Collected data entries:

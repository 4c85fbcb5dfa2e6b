// ABOUTME: Container operations trait for a Docker daemon.
// ABOUTME: Lifecycle commands, inspection, and the wait, log, and stats streams.

use super::SourceResult;
use super::logs::LogOptions;
use crate::runtime::error::DaemonError;
use crate::types::{ContainerId, ImageRef};
use async_trait::async_trait;
use bollard::container::LogOutput;
use bollard::models::{
    ContainerCreateResponse, ContainerInspectResponse, ContainerStatsResponse, ContainerSummary,
    ContainerTopResponse, ContainerWaitResponse, FilesystemChange,
};

#[async_trait]
pub trait ContainerOps: Send + Sync {
    async fn list_containers(&self, all: bool) -> Result<Vec<ContainerSummary>, DaemonError>;

    async fn create_container(
        &self,
        image: &ImageRef,
    ) -> Result<ContainerCreateResponse, DaemonError>;

    async fn start_container(&self, id: &ContainerId) -> Result<(), DaemonError>;

    async fn stop_container(&self, id: &ContainerId) -> Result<(), DaemonError>;

    async fn kill_container(&self, id: &ContainerId) -> Result<(), DaemonError>;

    async fn restart_container(&self, id: &ContainerId) -> Result<(), DaemonError>;

    async fn pause_container(&self, id: &ContainerId) -> Result<(), DaemonError>;

    async fn unpause_container(&self, id: &ContainerId) -> Result<(), DaemonError>;

    async fn rename_container(&self, id: &ContainerId, name: &str) -> Result<(), DaemonError>;

    async fn remove_container(&self, id: &ContainerId, force: bool) -> Result<(), DaemonError>;

    async fn inspect_container(
        &self,
        id: &ContainerId,
    ) -> Result<ContainerInspectResponse, DaemonError>;

    async fn diff_container(&self, id: &ContainerId)
    -> Result<Vec<FilesystemChange>, DaemonError>;

    async fn top_container(&self, id: &ContainerId) -> Result<ContainerTopResponse, DaemonError>;

    fn wait_container(&self, id: &ContainerId) -> SourceResult<ContainerWaitResponse>;

    fn logs(&self, id: &ContainerId, opts: &LogOptions) -> SourceResult<LogOutput>;

    fn stats(&self, id: &ContainerId) -> SourceResult<ContainerStatsResponse>;
}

• [WHAT THE TASK REQUIRES]: For each line above that includes "ContainerWaitResponse", make a copy.

• [RESULT]:
    ContainerTopResponse, ContainerWaitResponse, FilesystemChange,
    fn wait_container(&self, id: &ContainerId) -> SourceResult<ContainerWaitResponse>;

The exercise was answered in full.